use ash::vk;
use derive_getters::Getters;

use crate::error::{GfxError, GfxResult};
use crate::resources::format::GfxFormat;
use crate::resources::pool::GfxHandle;

pub type GfxBufferHandle = GfxHandle<GfxBufferResource>;
pub type GfxTextureHandle = GfxHandle<GfxTextureResource>;
pub type GfxSamplerHandle = GfxHandle<GfxSamplerResource>;
pub type GfxPipelineHandle = GfxHandle<GfxPipelineResource>;
pub type GfxQueryPoolHandle = GfxHandle<GfxQueryPoolResource>;

// --- Buffer ---

/// Buffer 所在的内存类型
#[derive(Debug, Clone, Copy, PartialEq, Eq, Default)]
pub enum GfxStorageType {
    /// device local，只能通过 staging 上传
    #[default]
    Device,
    /// host visible，持久 map，可以直接读写
    HostVisible,
}

#[derive(Debug, Clone)]
pub struct GfxBufferDesc {
    pub size: vk::DeviceSize,
    pub usage: vk::BufferUsageFlags,
    pub storage: GfxStorageType,
}

impl GfxBufferDesc {
    #[inline]
    pub fn new(size: vk::DeviceSize, usage: vk::BufferUsageFlags) -> Self {
        Self {
            size,
            usage,
            storage: GfxStorageType::Device,
        }
    }

    /// builder
    #[inline]
    pub fn storage(mut self, storage: GfxStorageType) -> Self {
        self.storage = storage;
        self
    }

    /// 实际创建 buffer 时使用的 usage：总是可以作为 transfer 的目标和来源
    #[inline]
    pub fn native_usage(&self) -> vk::BufferUsageFlags {
        self.usage | vk::BufferUsageFlags::TRANSFER_SRC | vk::BufferUsageFlags::TRANSFER_DST
    }
}

#[derive(Debug, Getters)]
pub struct GfxBufferResource {
    buffer: vk::Buffer,
    size: vk::DeviceSize,
    usage: vk::BufferUsageFlags,
    storage: GfxStorageType,
    name: String,
}

impl GfxBufferResource {
    pub fn new(buffer: vk::Buffer, desc: &GfxBufferDesc, name: impl Into<String>) -> Self {
        Self {
            buffer,
            size: desc.size,
            usage: desc.usage,
            storage: desc.storage,
            name: name.into(),
        }
    }

    #[inline]
    pub fn is_mapped(&self) -> bool {
        self.storage == GfxStorageType::HostVisible
    }

    /// 检查 `[offset, offset + size)` 是否落在 buffer 内
    pub fn check_range(&self, offset: u64, size: u64, context: &'static str) -> GfxResult<()> {
        match offset.checked_add(size) {
            Some(end) if end <= self.size => Ok(()),
            _ => Err(GfxError::ArgumentOutOfRange {
                context,
                offset,
                size,
                limit: self.size,
            }),
        }
    }
}

// --- Texture ---

#[derive(Debug, Clone)]
pub struct GfxTextureDesc {
    pub image_type: vk::ImageType,
    pub format: vk::Format,
    pub extent: vk::Extent3D,
    pub mip_levels: u32,
    pub array_layers: u32,
    pub usage: vk::ImageUsageFlags,
}

impl GfxTextureDesc {
    pub fn new_2d(format: vk::Format, width: u32, height: u32) -> Self {
        Self {
            image_type: vk::ImageType::TYPE_2D,
            format,
            extent: vk::Extent3D {
                width,
                height,
                depth: 1,
            },
            mip_levels: 1,
            array_layers: 1,
            usage: vk::ImageUsageFlags::SAMPLED,
        }
    }

    /// builder
    #[inline]
    pub fn mip_levels(mut self, mip_levels: u32) -> Self {
        self.mip_levels = mip_levels;
        self
    }

    /// builder
    #[inline]
    pub fn array_layers(mut self, array_layers: u32) -> Self {
        self.array_layers = array_layers;
        self
    }

    /// builder
    #[inline]
    pub fn usage(mut self, usage: vk::ImageUsageFlags) -> Self {
        self.usage = usage;
        self
    }

    #[inline]
    pub fn native_usage(&self) -> vk::ImageUsageFlags {
        self.usage | vk::ImageUsageFlags::TRANSFER_DST | vk::ImageUsageFlags::TRANSFER_SRC
    }

    pub fn view_type(&self) -> vk::ImageViewType {
        match self.image_type {
            vk::ImageType::TYPE_1D if self.array_layers > 1 => vk::ImageViewType::TYPE_1D_ARRAY,
            vk::ImageType::TYPE_1D => vk::ImageViewType::TYPE_1D,
            vk::ImageType::TYPE_3D => vk::ImageViewType::TYPE_3D,
            _ if self.array_layers > 1 => vk::ImageViewType::TYPE_2D_ARRAY,
            _ => vk::ImageViewType::TYPE_2D,
        }
    }

    /// 覆盖整个 image 的 view
    pub fn full_view(&self) -> GfxImageViewDesc {
        GfxImageViewDesc {
            view_type: self.view_type(),
            format: self.format,
            aspect: GfxFormat::aspect_mask(self.format),
            base_mip_level: 0,
            mip_level_count: self.mip_levels,
            base_array_layer: 0,
            array_layer_count: self.array_layers,
        }
    }
}

#[derive(Debug, Clone, Copy, PartialEq, Eq)]
pub struct GfxImageViewDesc {
    pub view_type: vk::ImageViewType,
    pub format: vk::Format,
    pub aspect: vk::ImageAspectFlags,
    pub base_mip_level: u32,
    pub mip_level_count: u32,
    pub base_array_layer: u32,
    pub array_layer_count: u32,
}

impl GfxImageViewDesc {
    #[inline]
    pub fn subresource_range(&self) -> vk::ImageSubresourceRange {
        vk::ImageSubresourceRange {
            aspect_mask: self.aspect,
            base_mip_level: self.base_mip_level,
            level_count: self.mip_level_count,
            base_array_layer: self.base_array_layer,
            layer_count: self.array_layer_count,
        }
    }
}

#[derive(Debug, Getters)]
pub struct GfxTextureResource {
    image: vk::Image,
    view: vk::ImageView,
    view_desc: GfxImageViewDesc,
    format: vk::Format,
    extent: vk::Extent3D,
    mip_levels: u32,
    array_layers: u32,
    usage: vk::ImageUsageFlags,
    /// view 类型的 texture 不拥有 image，销毁时只释放 view
    owns_image: bool,
    /// 最近一次上传之后的 layout
    layout: vk::ImageLayout,
    name: String,
}

impl GfxTextureResource {
    pub(crate) fn new_owning(
        image: vk::Image,
        view: vk::ImageView,
        desc: &GfxTextureDesc,
        name: impl Into<String>,
    ) -> Self {
        Self {
            image,
            view,
            view_desc: desc.full_view(),
            format: desc.format,
            extent: desc.extent,
            mip_levels: desc.mip_levels,
            array_layers: desc.array_layers,
            usage: desc.usage,
            owns_image: true,
            layout: vk::ImageLayout::UNDEFINED,
            name: name.into(),
        }
    }

    /// 共享 `self` 的 image，但使用另外一个 view
    pub(crate) fn new_view_of(&self, view: vk::ImageView, view_desc: GfxImageViewDesc, name: impl Into<String>) -> Self {
        Self {
            image: self.image,
            view,
            view_desc,
            format: view_desc.format,
            extent: self.extent,
            mip_levels: self.mip_levels,
            array_layers: self.array_layers,
            usage: self.usage,
            owns_image: false,
            layout: self.layout,
            name: name.into(),
        }
    }

    #[inline]
    pub(crate) fn set_layout(&mut self, layout: vk::ImageLayout) {
        self.layout = layout;
    }

    #[inline]
    pub fn aspect(&self) -> vk::ImageAspectFlags {
        GfxFormat::aspect_mask(self.format)
    }
}

/// texture 上传的目标范围
///
/// 数据按照 mip 优先排列：`[mip0 layer0][mip0 layer1]..[mip1 layer0]..`，
/// 每个 mip 的尺寸由 `extent` 逐级减半得到。
#[derive(Debug, Clone, Copy, PartialEq, Eq)]
pub struct GfxTextureRange {
    pub offset: vk::Offset3D,
    pub extent: vk::Extent3D,
    pub mip_level: u32,
    pub num_mip_levels: u32,
    pub layer: u32,
    pub num_layers: u32,
    /// 数据中一行的像素数，0 表示紧密排列；非 0 时只能上传一个 mip
    pub row_length: u32,
}

impl GfxTextureRange {
    pub fn new_2d(width: u32, height: u32) -> Self {
        Self {
            offset: vk::Offset3D::default(),
            extent: vk::Extent3D {
                width,
                height,
                depth: 1,
            },
            mip_level: 0,
            num_mip_levels: 1,
            layer: 0,
            num_layers: 1,
            row_length: 0,
        }
    }

    /// 覆盖 texture 所有 mip 与 layer
    pub fn full(texture: &GfxTextureResource) -> Self {
        Self {
            offset: vk::Offset3D::default(),
            extent: texture.extent,
            mip_level: 0,
            num_mip_levels: texture.mip_levels,
            layer: 0,
            num_layers: texture.array_layers,
            row_length: 0,
        }
    }

    /// builder
    #[inline]
    pub fn mips(mut self, mip_level: u32, num_mip_levels: u32) -> Self {
        self.mip_level = mip_level;
        self.num_mip_levels = num_mip_levels;
        self
    }

    /// builder
    #[inline]
    pub fn layers(mut self, layer: u32, num_layers: u32) -> Self {
        self.layer = layer;
        self.num_layers = num_layers;
        self
    }

    /// builder
    #[inline]
    pub fn row_length(mut self, row_length: u32) -> Self {
        self.row_length = row_length;
        self
    }

    /// 第 `relative_mip` 个 mip 的尺寸
    #[inline]
    pub fn mip_extent(&self, relative_mip: u32) -> vk::Extent3D {
        vk::Extent3D {
            width: (self.extent.width >> relative_mip).max(1),
            height: (self.extent.height >> relative_mip).max(1),
            depth: (self.extent.depth >> relative_mip).max(1),
        }
    }

    /// 第 `relative_mip` 个 mip 的一个 layer 在数据中占用的字节数，包含行尾的填充
    pub fn level_bytes(&self, format: vk::Format, relative_mip: u32) -> GfxResult<u64> {
        let extent = self.mip_extent(relative_mip);
        let width = if self.row_length == 0 {
            extent.width
        } else {
            self.row_length
        };
        Ok(GfxFormat::level_size(format, width, extent.height)? * extent.depth as u64)
    }

    /// 单个 layer 在所有 mip 上占用的字节数
    pub fn bytes_per_layer(&self, format: vk::Format) -> GfxResult<u64> {
        (0..self.num_mip_levels).try_fold(0u64, |acc, mip| Ok(acc + self.level_bytes(format, mip)?))
    }

    #[inline]
    pub fn total_bytes(&self, format: vk::Format) -> GfxResult<u64> {
        Ok(self.bytes_per_layer(format)? * self.num_layers as u64)
    }

    /// 检查范围是否落在 texture 内
    pub fn validate(&self, texture: &GfxTextureResource) -> GfxResult<()> {
        let out_of_range = |context: &'static str, offset: u64, size: u64, limit: u64| {
            Err(GfxError::ArgumentOutOfRange {
                context,
                offset,
                size,
                limit,
            })
        };

        if self.extent.width == 0 || self.extent.height == 0 || self.extent.depth == 0 {
            return out_of_range("texture range extent is zero", 0, 0, 0);
        }
        if self.num_mip_levels == 0 || self.num_layers == 0 {
            return out_of_range("texture range has no mip levels or layers", 0, 0, 0);
        }
        if self.offset.x < 0 || self.offset.y < 0 || self.offset.z < 0 {
            return out_of_range("texture range offset is negative", 0, 0, 0);
        }
        if self.row_length != 0 {
            if self.row_length < self.extent.width {
                return out_of_range("texture row length", 0, self.extent.width as u64, self.row_length as u64);
            }
            if self.num_mip_levels != 1 {
                return out_of_range("texture row length with several mip levels", 0, self.num_mip_levels as u64, 1);
            }
        }
        let mip_end = self.mip_level as u64 + self.num_mip_levels as u64;
        if mip_end > texture.mip_levels as u64 {
            return out_of_range("texture mip levels", self.mip_level as u64, self.num_mip_levels as u64, texture.mip_levels as u64);
        }
        let layer_end = self.layer as u64 + self.num_layers as u64;
        if layer_end > texture.array_layers as u64 {
            return out_of_range("texture array layers", self.layer as u64, self.num_layers as u64, texture.array_layers as u64);
        }

        let level_width = (texture.extent.width >> self.mip_level).max(1) as u64;
        let level_height = (texture.extent.height >> self.mip_level).max(1) as u64;
        let level_depth = (texture.extent.depth >> self.mip_level).max(1) as u64;
        if self.offset.x as u64 + self.extent.width as u64 > level_width {
            return out_of_range("texture width", self.offset.x as u64, self.extent.width as u64, level_width);
        }
        if self.offset.y as u64 + self.extent.height as u64 > level_height {
            return out_of_range("texture height", self.offset.y as u64, self.extent.height as u64, level_height);
        }
        if self.offset.z as u64 + self.extent.depth as u64 > level_depth {
            return out_of_range("texture depth", self.offset.z as u64, self.extent.depth as u64, level_depth);
        }
        Ok(())
    }
}

// --- Sampler ---

#[derive(Debug, Clone, Copy, PartialEq)]
pub struct GfxSamplerDesc {
    pub mag_filter: vk::Filter,
    pub min_filter: vk::Filter,
    pub mipmap_mode: vk::SamplerMipmapMode,
    pub address_mode: vk::SamplerAddressMode,
    pub max_anisotropy: Option<f32>,
    pub compare_op: Option<vk::CompareOp>,
    pub max_lod: f32,
}

impl Default for GfxSamplerDesc {
    fn default() -> Self {
        Self {
            mag_filter: vk::Filter::LINEAR,
            min_filter: vk::Filter::LINEAR,
            mipmap_mode: vk::SamplerMipmapMode::LINEAR,
            address_mode: vk::SamplerAddressMode::REPEAT,
            max_anisotropy: None,
            compare_op: None,
            max_lod: vk::LOD_CLAMP_NONE,
        }
    }
}

#[derive(Debug, Getters)]
pub struct GfxSamplerResource {
    sampler: vk::Sampler,
    desc: GfxSamplerDesc,
    name: String,
}

impl GfxSamplerResource {
    pub(crate) fn new(sampler: vk::Sampler, desc: GfxSamplerDesc, name: impl Into<String>) -> Self {
        Self {
            sampler,
            desc,
            name: name.into(),
        }
    }
}

// --- Pipeline ---

/// 外部创建好的 pipeline，交给资源管理器托管生命周期
///
/// pipeline 与 layout 一起销毁。
#[derive(Debug, Getters)]
pub struct GfxPipelineResource {
    pipeline: vk::Pipeline,
    layout: vk::PipelineLayout,
    bind_point: vk::PipelineBindPoint,
    name: String,
}

impl GfxPipelineResource {
    pub fn new(
        pipeline: vk::Pipeline,
        layout: vk::PipelineLayout,
        bind_point: vk::PipelineBindPoint,
        name: impl Into<String>,
    ) -> Self {
        Self {
            pipeline,
            layout,
            bind_point,
            name: name.into(),
        }
    }
}

// --- Query Pool ---

#[derive(Debug, Getters)]
pub struct GfxQueryPoolResource {
    pool: vk::QueryPool,
    query_type: vk::QueryType,
    query_count: u32,
    name: String,
}

impl GfxQueryPoolResource {
    pub(crate) fn new(pool: vk::QueryPool, query_type: vk::QueryType, query_count: u32, name: impl Into<String>) -> Self {
        Self {
            pool,
            query_type,
            query_count,
            name: name.into(),
        }
    }
}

◆ ◆ ◆ ◆ ◆ ◆ ◆

_WHAT THE TASK REQUIRES_. In the material above, please find every line that includes the word "GfxQueryPoolResource" and copy it.

_RESULT OF THIS TASK_.
pub type GfxQueryPoolHandle = GfxHandle<GfxQueryPoolResource>;
pub struct GfxQueryPoolResource {
impl GfxQueryPoolResource {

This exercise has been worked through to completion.